Provided records Block Start

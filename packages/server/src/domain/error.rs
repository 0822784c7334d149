//! ドメイン層のエラー定義

use thiserror::Error;

/// 値オブジェクト生成時のエラー
#[derive(Debug, Clone, PartialEq, Eq, Error)]
pub enum ValueObjectError {
    #[error("{0} must not be empty")]
    Empty(&'static str),

    #[error("invalid {field}: {reason}")]
    Invalid { field: &'static str, reason: String },
}

/// Repository 操作のエラー
#[derive(Debug, Clone, PartialEq, Eq, Error)]
pub enum RepositoryError {
    #[error("Room '{0}' not found")]
    RoomNotFound(String),

    #[error("User '{0}' not found")]
    UserNotFound(String),

    #[error("Email '{0}' is already registered")]
    DuplicateEmail(String),

    #[error("Room '{0}' already exists")]
    DuplicateRoom(String),
}

/// メッセージ送信（通知）のエラー
#[derive(Debug, Clone, PartialEq, Eq, Error)]
pub enum MessagePushError {
    #[error("Failed to push message: {0}")]
    PushFailed(String),
}

/// トークン発行・検証のエラー
#[derive(Debug, Clone, PartialEq, Eq, Error)]
pub enum TokenError {
    #[error("token is missing")]
    Missing,

    #[error("token has expired")]
    Expired,

    #[error("token is invalid: {0}")]
    Invalid(String),

    #[error("failed to issue token: {0}")]
    Issue(String),
}

/// パスワードハッシュのエラー
#[derive(Debug, Clone, PartialEq, Eq, Error)]
pub enum PasswordError {
    #[error("password must not be empty")]
    Empty,

    #[error("password hashing failed: {0}")]
    Hash(String),
}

Provided records Block End

# Exercise aim
Check all the records above and select each line where the string "field" is found.

# Answer to this task
    #[error("invalid {field}: {reason}")]
    Invalid { field: &'static str, reason: String },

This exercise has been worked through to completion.